### SOURCE DATA
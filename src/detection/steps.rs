use image::GrayImage;

use crate::detection::preprocessing::ThresholdMode;
use crate::error::{Result, ScanError};
use crate::pipeline::{PipelineContext, PipelineStep};

/// Apply Gaussian blur
pub struct BlurStep {
    pub kernel_size: u32,
}

impl PipelineStep for BlurStep {
    fn process(&self, image: GrayImage, context: &PipelineContext) -> Result<GrayImage> {
        Ok(context.ops.gaussian_blur(&image, self.kernel_size))
    }

    fn name(&self) -> &str {
        "Gaussian Blur"
    }
}

/// Spread the intensity histogram over the full range
pub struct EqualizeStep;

impl PipelineStep for EqualizeStep {
    fn process(&self, image: GrayImage, context: &PipelineContext) -> Result<GrayImage> {
        Ok(context.ops.equalize_histogram(&image))
    }

    fn name(&self) -> &str {
        "Histogram Equalization"
    }
}

/// Binarize with a fixed, Otsu or adaptive threshold
pub struct ThresholdStep {
    pub mode: ThresholdMode,
}

impl PipelineStep for ThresholdStep {
    fn process(&self, image: GrayImage, context: &PipelineContext) -> Result<GrayImage> {
        Ok(context.ops.threshold(&image, &self.mode))
    }

    fn name(&self) -> &str {
        "Threshold"
    }
}

/// Detect edges using Canny
pub struct EdgeDetectionStep {
    pub low_threshold: f32,
    pub high_threshold: f32,
}

impl PipelineStep for EdgeDetectionStep {
    fn process(&self, image: GrayImage, context: &PipelineContext) -> Result<GrayImage> {
        if self.high_threshold < self.low_threshold {
            return Err(ScanError::Precondition(format!(
                "Canny high threshold {} is below low threshold {}",
                self.high_threshold, self.low_threshold
            )));
        }
        Ok(context
            .ops
            .detect_edges(&image, self.low_threshold, self.high_threshold))
    }

    fn name(&self) -> &str {
        "Edge Detection"
    }
}
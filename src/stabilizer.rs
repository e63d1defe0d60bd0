use serde::{Deserialize, Serialize};

use crate::models::{Candidate, Rect};

/// Smoothing and persistence parameters
#[derive(Debug, Clone, PartialEq, Serialize, Deserialize)]
#[serde(default)]
pub struct StabilizerConfig {
    /// Weight of the newest detection; smaller is smoother and slower
    pub alpha: f32,
    /// Consecutive misses after which a slot forgets its rectangle
    pub max_missed_frames: u32,
    /// Misses tolerated at full opacity
    pub fade_start: u32,
    /// Misses over which opacity drops linearly to zero after `fade_start`
    pub fade_span: u32,
}

impl Default for StabilizerConfig {
    fn default() -> Self {
        Self {
            alpha: 0.2,
            max_missed_frames: 60,
            fade_start: 15,
            fade_span: 30,
        }
    }
}

/// Smoothed state for one guide region
#[derive(Debug, Clone, Default)]
pub struct DetectionSlot {
    smoothed: Option<Rect>,
    latest: Option<Candidate>,
    missed_frames: u32,
    hit_streak: u32,
}

impl DetectionSlot {
    /// Feed one frame's detection (or its absence) into the slot
    pub fn update(&mut self, candidate: Option<&Candidate>, config: &StabilizerConfig) {
        match candidate {
            Some(candidate) => {
                self.smoothed = Some(match self.smoothed {
                    Some(previous) => previous.lerp(&candidate.rect, config.alpha),
                    None => candidate.rect,
                });
                self.latest = Some(candidate.clone());
                self.missed_frames = 0;
                self.hit_streak = self.hit_streak.saturating_add(1);
            }
            None => {
                self.missed_frames = self.missed_frames.saturating_add(1);
                self.hit_streak = 0;
                if self.missed_frames >= config.max_missed_frames {
                    self.smoothed = None;
                    self.latest = None;
                }
            }
        }
    }

    pub fn smoothed(&self) -> Option<Rect> {
        self.smoothed
    }

    /// Most recent raw detection, kept while the slot still holds a rectangle
    pub fn latest(&self) -> Option<&Candidate> {
        self.latest.as_ref()
    }

    pub fn missed_frames(&self) -> u32 {
        self.missed_frames
    }

    /// Consecutive frames with a fresh detection
    pub fn hit_streak(&self) -> u32 {
        self.hit_streak
    }

    /// Advisory overlay opacity in [0, 1]
    pub fn opacity(&self, config: &StabilizerConfig) -> f32 {
        if self.smoothed.is_none() {
            return 0.0;
        }
        if self.missed_frames <= config.fade_start {
            return 1.0;
        }
        if config.fade_span == 0 {
            return 0.0;
        }
        let faded = (self.missed_frames - config.fade_start) as f32 / config.fade_span as f32;
        (1.0 - faded).clamp(0.0, 1.0)
    }

    pub fn reset(&mut self) {
        *self = Self::default();
    }
}

/// Snapshot of one slot for overlay rendering
#[derive(Debug, Clone, PartialEq)]
pub struct SlotView {
    pub index: usize,
    pub rect: Option<Rect>,
    pub opacity: f32,
    pub missed_frames: u32,
}

/// Turns noisy per-frame detections into stable, persistent rectangles
#[derive(Debug, Clone)]
pub struct TemporalStabilizer {
    config: StabilizerConfig,
    slots: Vec<DetectionSlot>,
}

impl TemporalStabilizer {
    pub fn new(config: StabilizerConfig, slot_count: usize) -> Self {
        Self {
            config,
            slots: vec![DetectionSlot::default(); slot_count],
        }
    }

    /// Update every slot with this frame's detections.
    ///
    /// `detections[i]` feeds slot `i`; slots beyond the end of `detections` count as misses.
    pub fn update(&mut self, detections: &[Option<Candidate>]) -> Vec<SlotView> {
        for (index, slot) in self.slots.iter_mut().enumerate() {
            let candidate = detections.get(index).and_then(Option::as_ref);
            slot.update(candidate, &self.config);
        }
        self.views()
    }

    pub fn views(&self) -> Vec<SlotView> {
        self.slots
            .iter()
            .enumerate()
            .map(|(index, slot)| SlotView {
                index,
                rect: slot.smoothed(),
                opacity: slot.opacity(&self.config),
                missed_frames: slot.missed_frames(),
            })
            .collect()
    }

    pub fn slots(&self) -> &[DetectionSlot] {
        &self.slots
    }

    pub fn config(&self) -> &StabilizerConfig {
        &self.config
    }

    /// True when every slot has held a fresh detection for at least `frames` frames in a row
    pub fn all_stable(&self, frames: u32) -> bool {
        !self.slots.is_empty()
            && self
                .slots
                .iter()
                .all(|s| s.smoothed().is_some() && s.hit_streak() >= frames)
    }

    pub fn reset(&mut self) {
        self.slots.iter_mut().for_each(DetectionSlot::reset);
    }
}
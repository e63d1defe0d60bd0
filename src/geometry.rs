use crate::models::{Point, Rect};

/// Ramer–Douglas–Peucker simplification of an open polyline.
///
/// Sequences shorter than 3 points are returned unchanged. The result is
/// never longer than the input and always keeps both endpoints.
pub fn simplify_polygon(points: &[Point], epsilon: f32) -> Vec<Point> {
    if points.len() < 3 {
        return points.to_vec();
    }

    let end = points.len() - 1;
    let mut dmax = 0.0f32;
    let mut index = 0;
    for i in 1..end {
        let d = perpendicular_distance(&points[i], &points[0], &points[end]);
        if d > dmax {
            index = i;
            dmax = d;
        }
    }

    if index > 0 && dmax > epsilon {
        let mut left = simplify_polygon(&points[..=index], epsilon);
        let right = simplify_polygon(&points[index..], epsilon);
        // shared endpoint appears at the end of `left` and the start of `right`
        left.pop();
        left.extend(right);
        left
    } else {
        vec![points[0], points[end]]
    }
}

/// Distance from `point` to the line through `line_start` and `line_end`.
///
/// Falls back to the plain Euclidean distance when the two line points coincide.
pub fn perpendicular_distance(point: &Point, line_start: &Point, line_end: &Point) -> f32 {
    let dx = line_end.x - line_start.x;
    let dy = line_end.y - line_start.y;
    if dx == 0.0 && dy == 0.0 {
        return point.distance(line_start);
    }
    let t = ((point.x - line_start.x) * dx + (point.y - line_start.y) * dy) / (dx * dx + dy * dy);
    let nearest = Point::new(line_start.x + t * dx, line_start.y + t * dy);
    point.distance(&nearest)
}

/// RDP simplification of a closed contour.
///
/// The contour is split at two mutually distant points so that the arbitrary
/// start point of a traced border does not survive as a spurious vertex.
pub fn simplify_closed(points: &[Point], epsilon: f32) -> Vec<Point> {
    if points.len() < 3 {
        return points.to_vec();
    }

    let far_a = farthest_from(points, &points[0]);
    let far_b = farthest_from(points, &points[far_a]);
    if points[far_a].distance(&points[far_b]) == 0.0 {
        return vec![points[0]];
    }

    let (start, end) = (far_a.min(far_b), far_a.max(far_b));
    let first = &points[start..=end];
    let second: Vec<Point> = points[end..]
        .iter()
        .chain(points[..=start].iter())
        .copied()
        .collect();

    let mut result = simplify_polygon(first, epsilon);
    let mut tail = simplify_polygon(&second, epsilon);
    result.pop();
    tail.pop();
    result.extend(tail);
    result
}

fn farthest_from(points: &[Point], origin: &Point) -> usize {
    let mut best = 0;
    let mut best_dist = -1.0f32;
    for (i, p) in points.iter().enumerate() {
        let d = p.distance(origin);
        if d > best_dist {
            best = i;
            best_dist = d;
        }
    }
    best
}

/// Length of a polyline, including the closing segment when `closed`
pub fn arc_length(points: &[Point], closed: bool) -> f32 {
    if points.len() < 2 {
        return 0.0;
    }
    let open: f32 = points.windows(2).map(|w| w[0].distance(&w[1])).sum();
    if closed {
        open + points[points.len() - 1].distance(&points[0])
    } else {
        open
    }
}

/// Absolute polygon area (shoelace formula)
pub fn polygon_area(points: &[Point]) -> f32 {
    if points.len() < 3 {
        return 0.0;
    }
    let n = points.len();
    let mut area = 0.0f32;
    for i in 0..n {
        let j = (i + 1) % n;
        area += points[i].x * points[j].y;
        area -= points[j].x * points[i].y;
    }
    area.abs() / 2.0
}

/// True when every turn of the closed polygon bends the same way.
///
/// A zero turn (collinear consecutive vertices) counts as not convex.
pub fn is_convex(points: &[Point]) -> bool {
    let n = points.len();
    if n < 3 {
        return false;
    }
    let mut sign = 0.0f32;
    for i in 0..n {
        let a = points[i];
        let b = points[(i + 1) % n];
        let c = points[(i + 2) % n];
        let turn = (b.x - a.x) * (c.y - b.y) - (b.y - a.y) * (c.x - b.x);
        if turn == 0.0 {
            return false;
        }
        if sign == 0.0 {
            sign = turn.signum();
        } else if turn.signum() != sign {
            return false;
        }
    }
    true
}

/// Smallest axis-aligned rectangle enclosing the points
pub fn bounding_rect(points: &[Point]) -> Rect {
    if points.is_empty() {
        return Rect::default();
    }
    let (mut min_x, mut min_y) = (f32::MAX, f32::MAX);
    let (mut max_x, mut max_y) = (f32::MIN, f32::MIN);
    for p in points {
        min_x = min_x.min(p.x);
        min_y = min_y.min(p.y);
        max_x = max_x.max(p.x);
        max_y = max_y.max(p.y);
    }
    Rect::new(min_x, min_y, max_x - min_x, max_y - min_y)
}
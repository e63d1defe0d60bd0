mod common;

use std::cell::Cell;
use std::rc::Rc;
use std::time::Duration;

use common::*;
use docscan::detection::guides::GuideLayout;
use docscan::detection::preprocessing::ThresholdMode;
use docscan::{Homography, ScanError};
use image::{DynamicImage, GrayImage, RgbaImage};

/// Real backend whose perspective warp can be switched to fail
struct FlakyWarp {
    inner: ImageprocOps,
    fail: Rc<Cell<bool>>,
}

impl ImageOps for FlakyWarp {
    fn grayscale(&self, image: &DynamicImage) -> GrayImage {
        self.inner.grayscale(image)
    }

    fn gaussian_blur(&self, image: &GrayImage, kernel_size: u32) -> GrayImage {
        self.inner.gaussian_blur(image, kernel_size)
    }

    fn equalize_histogram(&self, image: &GrayImage) -> GrayImage {
        self.inner.equalize_histogram(image)
    }

    fn threshold(&self, image: &GrayImage, mode: &ThresholdMode) -> GrayImage {
        self.inner.threshold(image, mode)
    }

    fn detect_edges(&self, image: &GrayImage, low: f32, high: f32) -> GrayImage {
        self.inner.detect_edges(image, low, high)
    }

    fn find_external_contours(&self, edges: &GrayImage) -> Vec<Vec<Point>> {
        self.inner.find_external_contours(edges)
    }

    fn warp_perspective(
        &self,
        image: &RgbaImage,
        homography: &Homography,
        width: u32,
        height: u32,
    ) -> docscan::Result<RgbaImage> {
        if self.fail.get() {
            return Err(ScanError::Rectification("warp disabled".to_string()));
        }
        self.inner.warp_perspective(image, homography, width, height)
    }
}

fn flaky_session(config: ScannerConfig) -> (ScanSession<FlakyWarp>, Rc<Cell<bool>>) {
    let fail = Rc::new(Cell::new(false));
    let ops = FlakyWarp {
        inner: ImageprocOps,
        fail: Rc::clone(&fail),
    };
    (ScanSession::with_ops(config, ops), fail)
}

fn is_tracking(outcome: &FrameOutcome) -> bool {
    matches!(outcome, FrameOutcome::Tracking(_))
}

#[test]
fn test_markers_session_captures_once() -> anyhow::Result<()> {
    let mut session = ScanSession::new(ScannerConfig::markers());
    session.start(320, 240);
    assert_eq!(session.state(), SessionState::Scanning);
    assert_eq!(session.guides().len(), 4);

    let mut captures = Vec::new();
    for index in 0..60 {
        let frame = if index < 55 {
            blank_frame(320, 240, index)
        } else {
            markers_frame(index)
        };
        match session.process_frame(&frame) {
            FrameOutcome::Captured { document, report } => {
                assert!(report.complete);
                assert!(report.warnings.is_empty(), "{:?}", report.warnings);
                captures.push((index, document));
            }
            FrameOutcome::Tracking(report) => {
                assert!(!report.complete);
                assert_eq!(report.slots.len(), 4);
            }
            other => panic!("frame {}: unexpected outcome {:?}", index, other),
        }
    }

    assert_eq!(captures.len(), 1);
    let (index, document) = &captures[0];
    assert_eq!(*index, 59);
    assert_eq!(document.session_id, session.id());
    assert!(!document.fallback);
    assert_eq!(document.frame_timestamp, timestamp(59));
    assert!(document.png.is_some());

    // Outer corners of the four markers: (12, 4) to (308, 200)
    assert_close(document.quad.top_left().x, 12.0, 3.0, "top-left x");
    assert_close(document.quad.top_left().y, 4.0, 3.0, "top-left y");
    assert_close(document.quad.bottom_right().x, 308.0, 3.0, "bottom-right x");
    assert_close(document.quad.bottom_right().y, 200.0, 3.0, "bottom-right y");
    assert_close(document.image.width() as f32, 296.0, 4.0, "document width");
    assert_close(document.image.height() as f32, 196.0, 4.0, "document height");

    assert_eq!(session.state(), SessionState::Captured);
    assert_eq!(session.last_quad(), Some(&document.quad));

    let after = session.process_frame(&markers_frame(60));
    assert!(matches!(after, FrameOutcome::Skipped(SkipReason::NotScanning)));
    Ok(())
}

#[test]
fn test_document_session_captures_square() {
    let mut session = ScanSession::new(ScannerConfig::document());
    session.start(640, 480);
    assert!(session.guides().is_empty());

    for index in 0..4 {
        assert!(is_tracking(&session.process_frame(&square_frame(index))));
    }
    let FrameOutcome::Captured { document, .. } = session.process_frame(&square_frame(4)) else {
        panic!("fifth stable frame should capture");
    };
    assert_close(document.image.width() as f32, 200.0, 3.0, "width");
    assert_close(document.image.height() as f32, 200.0, 3.0, "height");

    let png = document.png.expect("png requested by default");
    let decoded = image::load_from_memory(&png).expect("valid png");
    assert_eq!(decoded.width(), document.image.width());
}

#[test]
fn test_frames_before_start_are_skipped() {
    let mut session = ScanSession::new(ScannerConfig::document());
    assert_eq!(session.state(), SessionState::Idle);
    let outcome = session.process_frame(&square_frame(0));
    assert!(matches!(outcome, FrameOutcome::Skipped(SkipReason::NotScanning)));
}

#[test]
fn test_stop_handle_ends_scanning() {
    let mut session = ScanSession::new(ScannerConfig::document());
    session.start(320, 240);
    let handle = session.stop_handle();

    assert!(is_tracking(&session.process_frame(&blank_frame(320, 240, 0))));
    handle.stop();
    assert!(handle.is_stopped());
    assert!(matches!(session.process_frame(&blank_frame(320, 240, 1)), FrameOutcome::Stopped));
    assert_eq!(session.state(), SessionState::Idle);
    assert!(matches!(session.process_frame(&blank_frame(320, 240, 2)), FrameOutcome::Stopped));

    session.start(320, 240);
    assert!(!handle.is_stopped());
    assert!(is_tracking(&session.process_frame(&blank_frame(320, 240, 3))));
}

#[test]
fn test_frames_are_paced() {
    let mut session = ScanSession::new(ScannerConfig::document());
    session.start(320, 240);
    let blank = canvas_with_rects(320, 240, &[], BLACK);
    let at = |ms: u64| Frame::new(DynamicImage::ImageRgba8(blank.clone()), Duration::from_millis(ms));

    assert!(is_tracking(&session.process_frame(&at(0))));
    assert!(matches!(session.process_frame(&at(30)), FrameOutcome::Skipped(SkipReason::Paced)));
    assert!(matches!(session.process_frame(&at(60)), FrameOutcome::Skipped(SkipReason::Paced)));
    assert!(is_tracking(&session.process_frame(&at(100))));

    let mut unpaced = ScannerConfig::document();
    unpaced.session.target_fps = 0.0;
    let mut session = ScanSession::new(unpaced);
    session.start(320, 240);
    assert!(is_tracking(&session.process_frame(&at(0))));
    assert!(is_tracking(&session.process_frame(&at(0))));
}

#[test]
fn test_empty_frame_is_skipped() {
    let mut session = ScanSession::new(ScannerConfig::document());
    session.start(320, 240);
    let empty = Frame::new(DynamicImage::new_rgba8(0, 0), Duration::ZERO);
    let outcome = session.process_frame(&empty);
    assert!(matches!(outcome, FrameOutcome::Skipped(SkipReason::InputUnavailable(_))));
    assert_eq!(session.state(), SessionState::Scanning);

    let short_buffer = Frame::from_rgba(4, 4, vec![0; 10], Duration::ZERO);
    assert!(matches!(short_buffer, Err(docscan::ScanError::InputUnavailable(_))));
}

#[test]
fn test_reset_keeps_last_artifact() {
    let mut session = ScanSession::new(ScannerConfig::document());
    session.start(640, 480);
    for index in 0..5 {
        session.process_frame(&square_frame(index));
    }
    assert_eq!(session.state(), SessionState::Captured);

    session.reset();
    assert_eq!(session.state(), SessionState::Idle);
    assert!(session.last_quad().is_none());
    assert!(session.last_artifact().is_some());
    assert!(session.slots().iter().all(|slot| slot.rect.is_none()));
}

#[test]
fn test_rectification_failure_without_fallback_keeps_scanning() {
    let (mut session, fail) = flaky_session(ScannerConfig::document());
    fail.set(true);
    session.start(640, 480);

    let mut last = None;
    for index in 0..5 {
        last = Some(session.process_frame(&square_frame(index)));
    }
    let report = match last {
        Some(FrameOutcome::Tracking(report)) => report,
        other => panic!("expected tracking, got {:?}", other),
    };
    assert!(report.complete);
    assert!(matches!(report.warnings.as_slice(), [Warning::RectificationFailed(_)]));
    assert_eq!(session.state(), SessionState::Scanning);
}

#[test]
fn test_rectification_failure_reissues_previous_capture() {
    let (mut session, fail) = flaky_session(ScannerConfig::document());
    session.start(640, 480);
    for index in 0..5 {
        session.process_frame(&square_frame(index));
    }
    let first = session.last_artifact().expect("first capture").clone();

    session.reset();
    fail.set(true);
    session.start(640, 480);
    let mut last = None;
    for index in 5..10 {
        last = Some(session.process_frame(&square_frame(index)));
    }
    let (document, report) = match last {
        Some(FrameOutcome::Captured { document, report }) => (document, report),
        other => panic!("expected fallback capture, got {:?}", other),
    };
    assert!(document.fallback);
    assert_eq!(document.image, first.image);
    assert!(matches!(report.warnings.as_slice(), [Warning::RectificationFailed(_)]));
    assert_eq!(session.state(), SessionState::Captured);
}

#[test]
fn test_two_guides_cannot_form_quad() {
    let mut config = ScannerConfig::markers();
    config.layout = GuideLayout::Custom {
        regions: vec![
            GuideRegion::new("left", Rect::new(0.0, 0.0, 64.0, 48.0), Anchor::TopLeft),
            GuideRegion::new("right", Rect::new(256.0, 0.0, 64.0, 48.0), Anchor::TopRight),
        ],
    };
    let mut session = ScanSession::new(config);
    session.start(320, 240);

    let mut last = None;
    for index in 0..5 {
        last = Some(session.process_frame(&markers_frame(index)));
    }
    let report = match last {
        Some(FrameOutcome::Tracking(report)) => report,
        other => panic!("expected tracking, got {:?}", other),
    };
    assert!(matches!(report.warnings.as_slice(), [Warning::MalformedCandidate(_)]));
    assert_eq!(session.state(), SessionState::Scanning);
}

#[test]
fn test_png_encoding_can_be_disabled() {
    let mut config = ScannerConfig::document();
    config.session.encode_png = false;
    let mut session = ScanSession::new(config);
    session.start(640, 480);

    let mut captured = None;
    for index in 0..5 {
        if let FrameOutcome::Captured { document, .. } = session.process_frame(&square_frame(index)) {
            captured = Some(document);
        }
    }
    let document = captured.expect("captured on the fifth frame");
    assert!(document.png.is_none());
}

### EXERCISE OBJECTIVE
Pick out, from the lines above, every one that contains the string "Option".

### EXPECTED ANSWER
    smoothed: Option<Rect>,
    latest: Option<Candidate>,
    pub fn update(&mut self, candidate: Option<&Candidate>, config: &StabilizerConfig) {
    pub fn smoothed(&self) -> Option<Rect> {
    pub fn latest(&self) -> Option<&Candidate> {
    pub rect: Option<Rect>,
    pub fn update(&mut self, detections: &[Option<Candidate>]) -> Vec<SlotView> {
            let candidate = detections.get(index).and_then(Option::as_ref);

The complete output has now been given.